Late-onset hypogonadism: beyond testosterone

Late-onset hypogonadism is defined as a combination of low testosterone (T) levels and typical symptoms and signs. A major area of uncertainty is whether T concentrations are always really sufficient to fully reflect Leydig cell (dys)function. Mild testicular alteration could be diagnosed only by additional biochemical markers, such as luteinizing hormone (LH) and 25-hydroxyvitamin D levels. These markers help in identifying the so-called “subclinical” hypogonadism (normal T, high LH levels). Patients with hypogonadism have frequently low levels of 25-hydroxyvitamin D due to impairment of the hydroxylating enzyme CYP2R1 in the testis. However, no data have been published dealing with the best treatment option (cholecalciferol – the Vitamin D precursor, or calcidiol - 25-hydroxylated form of Vitamin D) in these patients. We studied 66 patients with classic hypogonadism (total T [TT] <12 nmol l(−1), LH ≥ 8 IU l(−1)) (n = 26) and subclinical hypogonadism (TT ≥ 12 nmol l(−1), LH ≥ 8 IU l(−1)) (n = 40) and low 25-hydroxyvitamin D (<50 nmol l(−1)).
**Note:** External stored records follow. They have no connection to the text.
//! 直线运动指令

use super::MovementOptions;
use crate::config::MachineParameters;
use crate::math::Vector3;

/// 直线运动
#[derive(Debug, Clone, PartialEq)]
pub struct LineMoveCommand {
    /// 请求的位移
    pub delta: Vector3,
    /// 每轴硬件步数
    pub steps: [i64; 3],
    /// 步数量化后可实现的位移
    pub physical_delta: Vector3,
    pub options: MovementOptions,
}

impl LineMoveCommand {
    pub fn new(delta: Vector3, options: MovementOptions, config: &MachineParameters) -> Self {
        let steps = config.to_steps(&delta);
        let physical_delta = config.from_steps(&steps);
        Self {
            delta,
            steps,
            physical_delta,
            options,
        }
    }

    pub fn command(&self) -> String {
        let [dx, dy, dz] = self.steps;
        format!("G1 {} X{}Y{}Z{}", self.options.command(), dx, dy, dz)
    }
}
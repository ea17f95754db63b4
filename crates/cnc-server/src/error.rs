//! 服务错误定义

use cnc_core::{CompileError, ConfigError, TransportError};
use thiserror::Error;

/// 会话级错误，出现后会话结束
#[derive(Error, Debug)]
pub enum ServerError {
    #[error("Protocol error: {0}")]
    Protocol(#[from] serde_json::Error),

    #[error("Unknown command: {0}")]
    UnknownCommand(String),

    #[error("IO error: {0}")]
    Io(#[from] std::io::Error),

    #[error("Transport error: {0}")]
    Transport(#[from] TransportError),
}

/// 程序构建错误，只放弃本次加载，会话继续
#[derive(Error, Debug)]
pub enum BuildError {
    #[error("Line {line}: malformed statement: {source}")]
    Parse {
        line: usize,
        #[source]
        source: serde_json::Error,
    },

    #[error("Line {line}: {source}")]
    Compile {
        line: usize,
        #[source]
        source: CompileError,
    },

    #[error("Line {line}: {source}")]
    Config {
        line: usize,
        #[source]
        source: ConfigError,
    },
}

impl BuildError {
    /// 出错的程序行（从 0 开始）
    pub fn line(&self) -> usize {
        match self {
            BuildError::Parse { line, .. }
            | BuildError::Compile { line, .. }
            | BuildError::Config { line, .. } => *line,
        }
    }
}
//! CNC 主机控制服务
//!
//! - `protocol`: 客户端消息（按行分隔的 JSON）
//! - `status`: 硬件状态轮询
//! - `executor`: 动作程序执行引擎
//! - `builder`: 程序文本 -> 动作程序
//! - `emulation`: 仿真实时子系统与寄存器总线
//! - `server`: 会话编排（命令接收、分发、坐标同步）

pub mod builder;
pub mod emulation;
pub mod error;
pub mod executor;
pub mod protocol;
pub mod server;
pub mod status;

pub use builder::{BuiltProgram, ProgramBuilder, ScriptBuilder};
pub use emulation::{EmulationModbusSender, EmulationRtSender};
pub use error::{BuildError, ServerError};
pub use executor::{EventHandler, Machine, MachineEvent, MachineFactory, ProgramExecutor, RunState};
pub use protocol::{ClientCommand, ClientRequest, MessageReceiver, MessageSender, ServerMessage};
pub use server::{GCodeServer, SessionEnd};
pub use status::{StatusCallback, StatusMachine, StatusReport};

use std::sync::{Mutex, MutexGuard, PoisonError, RwLock, RwLockReadGuard, RwLockWriteGuard};

// 持锁线程 panic 后数据仍然可用（只有简单赋值），忽略中毒标记
pub(crate) fn lock<T>(mutex: &Mutex<T>) -> MutexGuard<'_, T> {
    mutex.lock().unwrap_or_else(PoisonError::into_inner)
}

pub(crate) fn read<T>(lock: &RwLock<T>) -> RwLockReadGuard<'_, T> {
    lock.read().unwrap_or_else(PoisonError::into_inner)
}

pub(crate) fn write<T>(lock: &RwLock<T>) -> RwLockWriteGuard<'_, T> {
    lock.write().unwrap_or_else(PoisonError::into_inner)
}
//! 平面与坐标系
//!
//! 圆弧平面由一张 平面 -> 轴排列 表描述：
//! - XY: (x, y, z)
//! - YZ: (y, z, x)
//! - ZX: (z, x, y)
//!
//! 前两个轴构成圆弧平面，第三个轴是"高度"（螺旋插补方向）。

use crate::error::ConfigError;
use crate::math::{Vector2, Vector3};
use serde::{Deserialize, Serialize};
use std::fmt;
use std::str::FromStr;

/// 机床轴
#[derive(Debug, Clone, Copy, PartialEq, Eq, Hash, Serialize, Deserialize)]
pub enum Axis {
    X,
    Y,
    Z,
}

impl Axis {
    pub const ALL: [Axis; 3] = [Axis::X, Axis::Y, Axis::Z];

    /// 向量分量下标
    pub fn index(self) -> usize {
        match self {
            Axis::X => 0,
            Axis::Y => 1,
            Axis::Z => 2,
        }
    }

    pub fn from_index(index: usize) -> Result<Self, ConfigError> {
        Self::ALL
            .get(index)
            .copied()
            .ok_or_else(|| ConfigError::UnknownAxis(index.to_string()))
    }

    pub fn name(self) -> &'static str {
        match self {
            Axis::X => "X",
            Axis::Y => "Y",
            Axis::Z => "Z",
        }
    }
}

impl FromStr for Axis {
    type Err = ConfigError;

    fn from_str(s: &str) -> Result<Self, Self::Err> {
        match s.trim().to_ascii_uppercase().as_str() {
            "X" => Ok(Axis::X),
            "Y" => Ok(Axis::Y),
            "Z" => Ok(Axis::Z),
            other => Err(ConfigError::UnknownAxis(other.to_string())),
        }
    }
}

/// 圆弧平面
#[derive(Debug, Clone, Copy, PartialEq, Eq, Hash, Default, Serialize, Deserialize)]
pub enum Plane {
    #[default]
    XY,
    YZ,
    ZX,
}

impl Plane {
    pub const ALL: [Plane; 3] = [Plane::XY, Plane::YZ, Plane::ZX];

    /// 轴排列：`[平面第一轴, 平面第二轴, 高度轴]`
    pub fn axes(self) -> [Axis; 3] {
        match self {
            Plane::XY => [Axis::X, Axis::Y, Axis::Z],
            Plane::YZ => [Axis::Y, Axis::Z, Axis::X],
            Plane::ZX => [Axis::Z, Axis::X, Axis::Y],
        }
    }

    /// 高度轴
    pub fn normal_axis(self) -> Axis {
        self.axes()[2]
    }

    /// 把三维向量分解为平面分量和高度分量
    pub fn project(self, v: &Vector3) -> (Vector2, f64) {
        let [a, b, h] = self.axes();
        (Vector2::new(v[a.index()], v[b.index()]), v[h.index()])
    }

    /// `project` 的逆变换
    pub fn unproject(self, in_plane: &Vector2, height: f64) -> Vector3 {
        let [a, b, h] = self.axes();
        let mut v = Vector3::zeros();
        v[a.index()] = in_plane.x;
        v[b.index()] = in_plane.y;
        v[h.index()] = height;
        v
    }

    /// 实时子系统的平面选择指令
    pub fn opcode(self) -> &'static str {
        match self {
            Plane::XY => "G17",
            Plane::YZ => "G18",
            Plane::ZX => "G19",
        }
    }

    pub fn from_index(index: usize) -> Result<Self, ConfigError> {
        Self::ALL
            .get(index)
            .copied()
            .ok_or_else(|| ConfigError::UnknownPlane(index.to_string()))
    }
}

impl fmt::Display for Plane {
    fn fmt(&self, f: &mut fmt::Formatter<'_>) -> fmt::Result {
        let name = match self {
            Plane::XY => "XY",
            Plane::YZ => "YZ",
            Plane::ZX => "ZX",
        };
        f.write_str(name)
    }
}

impl FromStr for Plane {
    type Err = ConfigError;

    fn from_str(s: &str) -> Result<Self, Self::Err> {
        match s.trim().to_ascii_uppercase().as_str() {
            "XY" | "G17" => Ok(Plane::XY),
            "YZ" | "G18" => Ok(Plane::YZ),
            "ZX" | "XZ" | "G19" => Ok(Plane::ZX),
            other => Err(ConfigError::UnknownPlane(other.to_string())),
        }
    }
}

/// 坐标系：`global = local * sign + offset`
#[derive(Debug, Clone, PartialEq, Serialize, Deserialize)]
pub struct CoordinateSystem {
    pub offset: Vector3,
    /// 每轴方向，取值 ±1
    pub sign: Vector3,
}

impl Default for CoordinateSystem {
    fn default() -> Self {
        Self {
            offset: Vector3::zeros(),
            sign: Vector3::new(1.0, 1.0, 1.0),
        }
    }
}

impl CoordinateSystem {
    pub fn new(offset: Vector3, sign: Vector3) -> Self {
        Self { offset, sign }
    }

    pub fn with_offset(offset: Vector3) -> Self {
        Self {
            offset,
            ..Self::default()
        }
    }

    /// 全局坐标 -> 本坐标系
    pub fn to_local(&self, p: &Vector3) -> Vector3 {
        (p - self.offset).component_mul(&self.sign)
    }

    /// 本坐标系 -> 全局坐标
    pub fn to_global(&self, p: &Vector3) -> Vector3 {
        p.component_mul(&self.sign) + self.offset
    }

    /// 构造一个坐标系，使 `to_local(reference)` 恰好等于 `local`
    pub fn anchored(reference: &Vector3, local: &Vector3, sign: Vector3) -> Self {
        Self {
            offset: reference - sign.component_mul(local),
            sign,
        }
    }
}
//! 传输接口
//!
//! 实时子系统（文本指令 + 键值应答）和寄存器外设（批量写寄存器）的具体连接方式
//! 由外部实现，这里只定义接口和应答解析。

use crate::command::RtCommand;
use crate::error::TransportError;
use crate::math::Vector3;
use serde::{Deserialize, Serialize};
use std::collections::HashMap;
use std::time::Duration;

/// 实时子系统应答：字段名 -> 文本值
pub type RtResponse = HashMap<String, String>;

/// 实时子系统连接
pub trait RtSender: Send + Sync {
    /// 发送一条指令并等待应答
    fn send_command(&self, command: &str) -> Result<RtResponse, TransportError>;

    fn send(&self, command: &RtCommand) -> Result<RtResponse, TransportError> {
        self.send_command(&command.command())
    }
}

/// 限位/探针状态
#[derive(Debug, Clone, Copy, PartialEq, Eq, Default, Serialize, Deserialize)]
pub struct Endstops {
    pub x: bool,
    pub y: bool,
    pub z: bool,
    pub probe: bool,
}

fn field<'a>(response: &'a RtResponse, key: &str) -> Result<&'a str, TransportError> {
    response
        .get(key)
        .map(String::as_str)
        .ok_or_else(|| TransportError::MissingField(key.to_string()))
}

fn number(response: &RtResponse, key: &str) -> Result<f64, TransportError> {
    let value = field(response, key)?;
    value.trim().parse().map_err(|_| TransportError::InvalidField {
        key: key.to_string(),
        value: value.to_string(),
    })
}

/// 查询硬件位置
pub fn query_position(sender: &dyn RtSender) -> Result<Vector3, TransportError> {
    let response = sender.send(&RtCommand::GetPosition)?;
    Ok(Vector3::new(
        number(&response, "X")?,
        number(&response, "Y")?,
        number(&response, "Z")?,
    ))
}

/// 查询限位与探针
pub fn query_endstops(sender: &dyn RtSender) -> Result<Endstops, TransportError> {
    let response = sender.send(&RtCommand::GetEndstops)?;
    let flag = |key: &str| field(&response, key).map(|v| v.trim() == "1");
    Ok(Endstops {
        x: flag("EX")?,
        y: flag("EY")?,
        z: flag("EZ")?,
        probe: flag("EP")?,
    })
}

/// 单个寄存器写入
#[derive(Debug, Clone, Copy, PartialEq, Eq, Serialize, Deserialize)]
pub struct ModbusRegister {
    pub device_id: u16,
    pub register_id: u16,
    pub value: u16,
}

/// 工具（主轴等）寄存器指令：一组写入加写入后的等待
#[derive(Debug, Clone, PartialEq, Default, Serialize, Deserialize)]
pub struct ModbusToolCommand {
    pub registers: Vec<ModbusRegister>,
    pub delay: Duration,
}

/// 寄存器外设连接
pub trait ModbusSender: Send + Sync {
    fn write_registers(&self, registers: &[ModbusRegister]) -> Result<(), TransportError>;
}
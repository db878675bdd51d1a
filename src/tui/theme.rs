// Color themes for the console
//
// Two built-in themes, picked by name in the config file. The struct maps
// colors to UI concepts rather than widgets, so a view never hardcodes a
// color and the light theme stays readable everywhere.

use ratatui::style::Color;
use ratatui::widgets::BorderType;

/// Built-in theme choices
#[derive(Debug, Clone, Copy, PartialEq, Eq, Default)]
pub enum ThemeKind {
    #[default]
    Dark,
    Light,
}

impl ThemeKind {
    /// Resolve a config value. Unknown names fall back to dark.
    pub fn from_name(name: &str) -> Self {
        match name.trim().to_ascii_lowercase().as_str() {
            "light" => ThemeKind::Light,
            _ => ThemeKind::Dark,
        }
    }

    pub fn name(&self) -> &'static str {
        match self {
            ThemeKind::Dark => "Dark",
            ThemeKind::Light => "Light",
        }
    }

    pub fn theme(&self) -> Theme {
        match self {
            ThemeKind::Dark => Theme::dark(),
            ThemeKind::Light => Theme::light(),
        }
    }
}

/// Semantic color assignments for the TUI
#[derive(Debug, Clone)]
pub struct Theme {
    pub background: Color,
    pub foreground: Color,
    pub border: Color,
    pub border_type: BorderType,

    pub title: Color,
    pub status_bar: Color,
    pub highlight: Color,
    pub muted: Color,

    // Table selection
    pub selection: Color,
    pub selection_fg: Color,

    // Entity status tiers (reservation states, report badges, toasts)
    pub ok: Color,
    pub warn: Color,
    pub danger: Color,
    pub info: Color,

    // Log level tints for the logs panel
    pub log_error: Color,
    pub log_warn: Color,
    pub log_info: Color,
    pub log_debug: Color,
    pub log_trace: Color,

    // Dashboard chart
    pub chart: Color,
}

impl Default for Theme {
    fn default() -> Self {
        Self::dark()
    }
}

impl Theme {
    pub fn dark() -> Self {
        Self {
            background: Color::Reset,
            foreground: Color::White,
            border: Color::Gray,
            border_type: BorderType::Rounded,

            title: Color::Cyan,
            status_bar: Color::Gray,
            highlight: Color::Yellow,
            muted: Color::DarkGray,

            selection: Color::DarkGray,
            selection_fg: Color::Yellow,

            ok: Color::Green,
            warn: Color::Yellow,
            danger: Color::Red,
            info: Color::Blue,

            log_error: Color::Red,
            log_warn: Color::Yellow,
            log_info: Color::Blue,
            log_debug: Color::Gray,
            log_trace: Color::DarkGray,

            chart: Color::Cyan,
        }
    }

    pub fn light() -> Self {
        Self {
            background: Color::White,
            foreground: Color::Black,
            border: Color::DarkGray,
            border_type: BorderType::Rounded,

            title: Color::Blue,
            status_bar: Color::DarkGray,
            highlight: Color::Rgb(184, 134, 11),
            muted: Color::Gray,

            selection: Color::LightBlue,
            selection_fg: Color::Black,

            ok: Color::Green,
            warn: Color::Rgb(184, 134, 11),
            danger: Color::Red,
            info: Color::Blue,

            log_error: Color::Red,
            log_warn: Color::Rgb(184, 134, 11),
            log_info: Color::Blue,
            log_debug: Color::DarkGray,
            log_trace: Color::Gray,

            chart: Color::Blue,
        }
    }
}

#[cfg(test)]
mod tests {
    use super::*;

    #[test]
    fn test_theme_names_resolve_case_insensitively() {
        assert_eq!(ThemeKind::from_name("light"), ThemeKind::Light);
        assert_eq!(ThemeKind::from_name(" Light "), ThemeKind::Light);
        assert_eq!(ThemeKind::from_name("dark"), ThemeKind::Dark);
        assert_eq!(ThemeKind::from_name("solarized"), ThemeKind::Dark);
    }
}
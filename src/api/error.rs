// Error type for the admin API client
//
// Three failure classes matter to the UI: the request never completed
// (transport), the server answered with a non-2xx status, or the body of a
// 2xx answer did not match the expected shape. Status carries the raw body
// so operators can see what the backend actually said.

use crate::util::truncate_utf8_safe;
use thiserror::Error;

/// Maximum bytes of a response body kept in a Status error
const BODY_SNIPPET_LEN: usize = 300;

#[derive(Debug, Error)]
pub enum ApiError {
    /// The request could not be sent or no response arrived
    #[error("request failed: {0}")]
    Transport(#[from] reqwest::Error),

    /// The server answered with a non-success status
    #[error("HTTP {status}: {body}")]
    Status { status: u16, body: String },

    /// A success response carried a body we could not decode
    #[error("unexpected response body: {0}")]
    Decode(#[from] serde_json::Error),
}

impl ApiError {
    /// Build a Status error, keeping only a short snippet of the body
    pub fn from_status(status: u16, body: &str) -> Self {
        ApiError::Status {
            status,
            body: truncate_utf8_safe(body.trim(), BODY_SNIPPET_LEN).to_string(),
        }
    }

    /// HTTP status code, when the server answered at all
    pub fn status(&self) -> Option<u16> {
        match self {
            ApiError::Status { status, .. } => Some(*status),
            ApiError::Transport(e) => e.status().map(|s| s.as_u16()),
            ApiError::Decode(_) => None,
        }
    }

    /// True when the backend rejected our credentials
    pub fn is_auth_failure(&self) -> bool {
        matches!(self.status(), Some(401) | Some(403))
    }
}

#[cfg(test)]
mod tests {
    use super::*;

    #[test]
    fn test_from_status_truncates_body() {
        let body = "x".repeat(1000);
        let err = ApiError::from_status(500, &body);
        match err {
            ApiError::Status { status, body } => {
                assert_eq!(status, 500);
                assert!(body.len() <= 300);
            }
            _ => panic!("expected Status"),
        }
    }

    #[test]
    fn test_auth_failure_detection() {
        assert!(ApiError::from_status(401, "unauthorized").is_auth_failure());
        assert!(ApiError::from_status(403, "forbidden").is_auth_failure());
        assert!(!ApiError::from_status(500, "boom").is_auth_failure());
    }

    #[test]
    fn test_decode_has_no_status() {
        let json_err = serde_json::from_str::<u32>("not json").unwrap_err();
        assert_eq!(ApiError::Decode(json_err).status(), None);
    }
}
// Bottom status line: uptime, session verdict, API target and where the
// operator is (screen, page, row count).

use crate::tui::app::App;
use ratatui::{
    layout::Rect,
    style::Style,
    widgets::{Block, Borders, Paragraph},
    Frame,
};

/// Render the status bar
pub fn render(f: &mut Frame, area: Rect, app: &App) {
    let page_info = match app.active_pagination() {
        Some(p) if p.total_pages() > 0 => {
            format!(" │ page {}/{}", p.current_page(), p.total_pages())
        }
        _ => String::new(),
    };

    let rows_info = match app.active_row_count() {
        Some(count) => format!(" │ {} rows", count),
        None => String::new(),
    };

    let status_text = format!(
        " {} │ session {} │ {} │ {}{}{}",
        app.uptime(),
        app.session.status().as_str(),
        app.config.api_url,
        app.view.name(),
        page_info,
        rows_info,
    );

    let status = Paragraph::new(status_text)
        .style(Style::default().fg(app.theme.status_bar))
        .block(Block::default().borders(Borders::TOP));

    f.render_widget(status, area);
}
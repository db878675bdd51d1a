//! Small string helpers shared across the console

use unicode_width::UnicodeWidthChar;

/// Cut a string to at most `max_bytes` without splitting a UTF-8 sequence.
///
/// Walks back from `max_bytes` to the nearest character boundary, so the
/// slice is always valid UTF-8 and never longer than the limit. Boundary 0
/// always exists, so the walk terminates.
pub fn truncate_utf8_safe(s: &str, max_bytes: usize) -> &str {
    if s.len() <= max_bytes {
        return s;
    }
    let mut end = max_bytes;
    while !s.is_char_boundary(end) {
        end -= 1;
    }
    &s[..end]
}

/// Fit a string into `max_width` terminal columns, appending `…` when truncated.
///
/// Width is measured in display columns, not bytes, so CJK text (two columns
/// per character) truncates correctly in table cells.
pub fn fit_to_width(s: &str, max_width: usize) -> String {
    let total: usize = s.chars().filter_map(UnicodeWidthChar::width).sum();
    if total <= max_width {
        return s.to_string();
    }
    if max_width == 0 {
        return String::new();
    }

    // Leave one column for the ellipsis
    let target = max_width - 1;
    let mut current = 0;
    let mut out = String::new();
    for c in s.chars() {
        let w = UnicodeWidthChar::width(c).unwrap_or(0);
        if current + w > target {
            break;
        }
        current += w;
        out.push(c);
    }
    out.push('…');
    out
}

/// Fit a string to exactly `width` columns, truncating or space-padding.
///
/// Table cells mixing ASCII and CJK stay aligned because the padding is
/// computed from display columns, not character counts.
pub fn pad_to_width(s: &str, width: usize) -> String {
    let mut out = fit_to_width(s, width);
    let used: usize = out.chars().filter_map(UnicodeWidthChar::width).sum();
    if used < width {
        out.push_str(&" ".repeat(width - used));
    }
    out
}

#[cfg(test)]
mod tests {
    use super::*;

    #[test]
    fn test_truncate_short_input_is_unchanged() {
        assert_eq!(truncate_utf8_safe("menu", 10), "menu");
        assert_eq!(truncate_utf8_safe("", 5), "");
    }

    #[test]
    fn test_truncate_cuts_ascii_at_the_limit() {
        assert_eq!(truncate_utf8_safe("table for two", 5), "table");
    }

    #[test]
    fn test_truncate_never_splits_a_hangul_syllable() {
        // Three bytes per syllable; a 4-byte budget fits only the first
        assert_eq!(truncate_utf8_safe("일이삼", 4), "일");
        assert_eq!(truncate_utf8_safe("일이삼", 6), "일이");
        assert_eq!(truncate_utf8_safe("일이삼", 9), "일이삼");
    }

    #[test]
    fn test_fit_short_string_unchanged() {
        assert_eq!(fit_to_width("abc", 10), "abc");
    }

    #[test]
    fn test_fit_ascii_truncates_with_ellipsis() {
        assert_eq!(fit_to_width("hello world", 6), "hello…");
    }

    #[test]
    fn test_fit_wide_chars_count_two_columns() {
        // Each hangul syllable is two columns wide
        assert_eq!(fit_to_width("강남불백", 8), "강남불백");
        assert_eq!(fit_to_width("강남불백집", 8), "강남불…");
    }

    #[test]
    fn test_fit_zero_width() {
        assert_eq!(fit_to_width("hello", 0), "");
    }

    #[test]
    fn test_pad_fills_to_exact_columns() {
        assert_eq!(pad_to_width("ab", 5), "ab   ");
        assert_eq!(pad_to_width("hello world", 6), "hello…");
    }

    #[test]
    fn test_pad_accounts_for_wide_chars() {
        // "강남불…" is seven columns, so one space brings it to eight
        assert_eq!(pad_to_width("강남불백집", 8), "강남불… ");
        assert_eq!(pad_to_width("한식", 6), "한식  ");
    }
}
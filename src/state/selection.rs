// Working-restaurant handoff
//
// Reservations, reviews and reports are all scoped to one restaurant. The
// restaurant screen deposits the chosen row here and the dependent screens
// read it back; leaving for any non-dependent screen clears it so stale
// context can never leak into a later visit.

use crate::api::models::Restaurant;

#[derive(Debug, Default)]
pub struct SelectionHandoff {
    selected: Option<Restaurant>,
}

impl SelectionHandoff {
    pub fn new() -> Self {
        Self::default()
    }

    /// Deposit a restaurant, replacing any previous selection
    pub fn select(&mut self, restaurant: Restaurant) {
        self.selected = Some(restaurant);
    }

    pub fn get(&self) -> Option<&Restaurant> {
        self.selected.as_ref()
    }

    pub fn id(&self) -> Option<u64> {
        self.selected.as_ref().map(|r| r.restaurant_id)
    }

    pub fn clear(&mut self) {
        self.selected = None;
    }
}

#[cfg(test)]
mod tests {
    use super::*;

    fn restaurant(id: u64, name: &str) -> Restaurant {
        Restaurant {
            restaurant_id: id,
            name: name.to_string(),
            description: String::new(),
            phone: String::new(),
            food_type: String::new(),
            total_seats: 0,
            parking_available: false,
            city: String::new(),
            district: String::new(),
            neighborhood: String::new(),
            road_addr: String::new(),
            jibun_addr: String::new(),
            detail_addr: String::new(),
        }
    }

    #[test]
    fn test_starts_empty() {
        let handoff = SelectionHandoff::new();
        assert!(handoff.get().is_none());
        assert_eq!(handoff.id(), None);
    }

    #[test]
    fn test_select_overwrites_previous() {
        let mut handoff = SelectionHandoff::new();
        handoff.select(restaurant(1, "A"));
        handoff.select(restaurant(2, "B"));

        let held = handoff.get().unwrap();
        assert_eq!(held.restaurant_id, 2);
        assert_eq!(held.name, "B");
    }

    #[test]
    fn test_clear_empties_the_slot() {
        let mut handoff = SelectionHandoff::new();
        handoff.select(restaurant(1, "A"));
        handoff.clear();
        assert!(handoff.get().is_none());
    }
}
Subjects received cholecalciferol (5000 IU per week) (n = 20) or calcidiol (4000 IU per week) (n = 46), and 25-hydroxyvitamin D and parathyroid hormone (PTH) were evaluated after 3 months of therapy. Supplementation with calcidiol significantly increased 25-hydroxyvitamin D and significantly decreased PTH levels in both groups of men with hypogonadism (primary, n = 16 and subclinical, n = 30), whereas supplementation with cholecalciferol did not modify their levels. This study shows for the first time that the administration of the 25-hydroxylated form of Vitamin D (calcidiol), and not the administration of the precursor cholecalciferol, restores 25-hydroxyvitamin D levels in subjects with hypogonadism.